» Activity: Count the lines below with the string "encoded" in them. Only the number should be given.

──────── Information

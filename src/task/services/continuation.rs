//! Resumption of `waiting` tasks from signed external callbacks.
//!
//! A handler that suspends may store a secret under the `secret` key of its
//! continuation context. The external system then proves authorship by
//! sending `hex(HMAC-SHA256(secret, "{id}|{result}"))` with the result.

use super::registry::{HandlerRegistry, UnknownTaskType};
use crate::task::{
    domain::{ErrorReport, Task, TaskDomainError, TaskId, TaskStatus},
    ports::{CallbackError, TaskStore, TaskStoreError},
};
use hmac::{Hmac, Mac};
use mockable::Clock;
use serde::{Deserialize, Serialize};
use serde_json::Value;
use sha2::Sha256;
use std::collections::HashSet;
use std::sync::{Arc, Mutex};
use thiserror::Error;
use tracing::{info, warn};
use uuid::Uuid;

type HmacSha256 = Hmac<Sha256>;

/// Decoded continuation result.
#[derive(Debug, Clone, PartialEq, Eq, Serialize, Deserialize)]
pub struct ContinuationPayload {
    /// Zero for success, anything else for failure.
    #[serde(default)]
    pub code: i64,
    /// Result data handed to the completion callback.
    #[serde(default)]
    pub data: Value,
    /// Optional message copied onto the task.
    #[serde(default, skip_serializing_if = "Option::is_none")]
    pub msg: Option<String>,
}

/// External request resuming a suspended task.
#[derive(Debug, Clone, PartialEq, Eq)]
pub struct ResumeRequest {
    /// Task to resume.
    pub id: TaskId,
    /// Hex-encoded HMAC over `"{id}|{result}"`; required when the task holds
    /// a secret.
    pub signature: Option<String>,
    /// Raw JSON payload decoding to a [`ContinuationPayload`].
    pub result: String,
}

impl ResumeRequest {
    /// Creates an unsigned request.
    #[must_use]
    pub fn new(id: TaskId, result: impl Into<String>) -> Self {
        Self {
            id,
            signature: None,
            result: result.into(),
        }
    }

    /// Attaches a signature.
    #[must_use]
    pub fn with_signature(mut self, signature: impl Into<String>) -> Self {
        self.signature = Some(signature.into());
        self
    }
}

/// Errors returned by [`ContinuationResolver::resume`].
#[derive(Debug, Clone, Error)]
pub enum ContinuationError {
    /// No task has the requested id.
    #[error("task not found: {0}")]
    NotFound(TaskId),
    /// The task is not `waiting`.
    #[error("task {task_id} is {status}, not waiting")]
    InvalidState {
        /// Requested task.
        task_id: TaskId,
        /// Its current status.
        status: TaskStatus,
    },
    /// The signature is missing or does not match the task secret.
    #[error("continuation signature rejected for task {0}")]
    Authentication(TaskId),
    /// Another continuation for the same task is being applied.
    #[error("continuation already in progress for task {0}")]
    InProgress(TaskId),
    /// The result is not a valid continuation payload.
    #[error("invalid continuation payload: {0}")]
    InvalidPayload(String),
    /// The HMAC key could not be initialised.
    #[error("invalid signing key")]
    SigningKey,
    /// The task type has no completion callback.
    #[error(transparent)]
    UnknownType(#[from] UnknownTaskType),
    /// The completion callback failed; the task is now `failed`.
    #[error(transparent)]
    Callback(#[from] CallbackError),
    /// The state machine rejected the transition.
    #[error(transparent)]
    Domain(#[from] TaskDomainError),
    /// The store failed.
    #[error(transparent)]
    Store(#[from] TaskStoreError),
}

/// Signs a continuation payload for task `id` with `secret`.
///
/// # Errors
///
/// Returns [`ContinuationError::SigningKey`] if the key is rejected by the
/// MAC implementation.
pub fn sign_continuation(
    secret: &str,
    id: TaskId,
    payload: &str,
) -> Result<String, ContinuationError> {
    Ok(hex::encode(
        keyed_mac(secret, id, payload)?.finalize().into_bytes(),
    ))
}

/// Generates a random 256-bit continuation secret, hex encoded.
#[must_use]
pub fn generate_secret() -> String {
    format!("{}{}", Uuid::new_v4().simple(), Uuid::new_v4().simple())
}

fn keyed_mac(secret: &str, id: TaskId, payload: &str) -> Result<HmacSha256, ContinuationError> {
    let mut mac =
        HmacSha256::new_from_slice(secret.as_bytes()).map_err(|_| ContinuationError::SigningKey)?;
    mac.update(id.to_string().as_bytes());
    mac.update(b"|");
    mac.update(payload.as_bytes());
    Ok(mac)
}

/// Resumes `waiting` tasks.
pub struct ContinuationResolver<S, C>
where
    S: TaskStore + ?Sized,
    C: Clock + Send + Sync,
{
    store: Arc<S>,
    clock: Arc<C>,
    registry: Arc<HandlerRegistry>,
    in_flight: Mutex<HashSet<TaskId>>,
}

/// Marks a task as being resumed until dropped.
struct ResumeClaim<'a> {
    in_flight: &'a Mutex<HashSet<TaskId>>,
    task_id: TaskId,
}

impl Drop for ResumeClaim<'_> {
    fn drop(&mut self) {
        if let Ok(mut ids) = self.in_flight.lock() {
            ids.remove(&self.task_id);
        }
    }
}

impl<S, C> ContinuationResolver<S, C>
where
    S: TaskStore + ?Sized,
    C: Clock + Send + Sync,
{
    /// Creates a resolver.
    #[must_use]
    pub fn new(store: Arc<S>, clock: Arc<C>, registry: Arc<HandlerRegistry>) -> Self {
        Self {
            store,
            clock,
            registry,
            in_flight: Mutex::new(HashSet::new()),
        }
    }

    fn claim(&self, task_id: TaskId) -> Result<ResumeClaim<'_>, ContinuationError> {
        let mut ids = self
            .in_flight
            .lock()
            .map_err(|_| ContinuationError::InProgress(task_id))?;
        if !ids.insert(task_id) {
            return Err(ContinuationError::InProgress(task_id));
        }
        Ok(ResumeClaim {
            in_flight: &self.in_flight,
            task_id,
        })
    }

    /// Verifies and applies an external continuation, returning the settled
    /// task.
    ///
    /// A non-zero `code` fails the task with the payload as its error. A
    /// zero code runs the completion callback with `data` and the stored
    /// context before marking the task `success` with the payload as output.
    ///
    /// # Errors
    ///
    /// Lookup, state, signature and payload errors leave the task untouched.
    /// A second request for a task whose continuation is still being applied
    /// fails with [`ContinuationError::InProgress`], so the completion
    /// callback runs at most once. [`ContinuationError::Callback`] is
    /// returned after the task has been marked `failed`.
    pub async fn resume(&self, request: ResumeRequest) -> Result<Task, ContinuationError> {
        let ResumeRequest {
            id,
            signature,
            result,
        } = request;
        let _claim = self.claim(id)?;
        let mut task = self
            .store
            .find_by_id(id)
            .await?
            .ok_or(ContinuationError::NotFound(id))?;
        if task.status() != TaskStatus::Waiting {
            return Err(ContinuationError::InvalidState {
                task_id: id,
                status: task.status(),
            });
        }

        if task.holds_continuation_secret() {
            let secret = task.continuation_secret().ok_or_else(|| {
                warn!(task_id = %id, "continuation secret is not a string");
                ContinuationError::Authentication(id)
            })?;
            verify_signature(secret, id, &result, signature.as_deref())?;
        }

        let raw: Value = serde_json::from_str(&result)
            .map_err(|err| ContinuationError::InvalidPayload(err.to_string()))?;
        let payload: ContinuationPayload = serde_json::from_value(raw.clone())
            .map_err(|err| ContinuationError::InvalidPayload(err.to_string()))?;

        if payload.code != 0 {
            task.fail(raw, None, &*self.clock)?;
            task.set_msg(payload.msg, &*self.clock);
            self.store.update_if(&task, TaskStatus::Waiting).await?;
            info!(task_id = %id, code = payload.code, "continuation reported failure");
            return Ok(task);
        }

        let callback = self.registry.callback(task.task_type())?;
        if let Err(err) = callback
            .on_complete(&task, &payload.data, Some(task.context()))
            .await
        {
            warn!(task_id = %id, error = %err, "completion callback failed on resume");
            task.fail(ErrorReport::from_error(&err).into_value(), None, &*self.clock)?;
            self.store.update_if(&task, TaskStatus::Waiting).await?;
            return Err(ContinuationError::Callback(err));
        }

        task.succeed(raw, None, &*self.clock)?;
        if payload.msg.is_some() {
            task.set_msg(payload.msg, &*self.clock);
        }
        self.store.update_if(&task, TaskStatus::Waiting).await?;
        info!(task_id = %id, "task resumed to success");
        Ok(task)
    }
}

fn verify_signature(
    secret: &str,
    id: TaskId,
    payload: &str,
    signature: Option<&str>,
) -> Result<(), ContinuationError> {
    let decoded = signature
        .and_then(|hex_sig| hex::decode(hex_sig).ok())
        .ok_or(ContinuationError::Authentication(id))?;
    keyed_mac(secret, id, payload)?
        .verify_slice(&decoded)
        .map_err(|_| {
            warn!(task_id = %id, "continuation signature mismatch");
            ContinuationError::Authentication(id)
        })
}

────────────────

» Exercise result: 2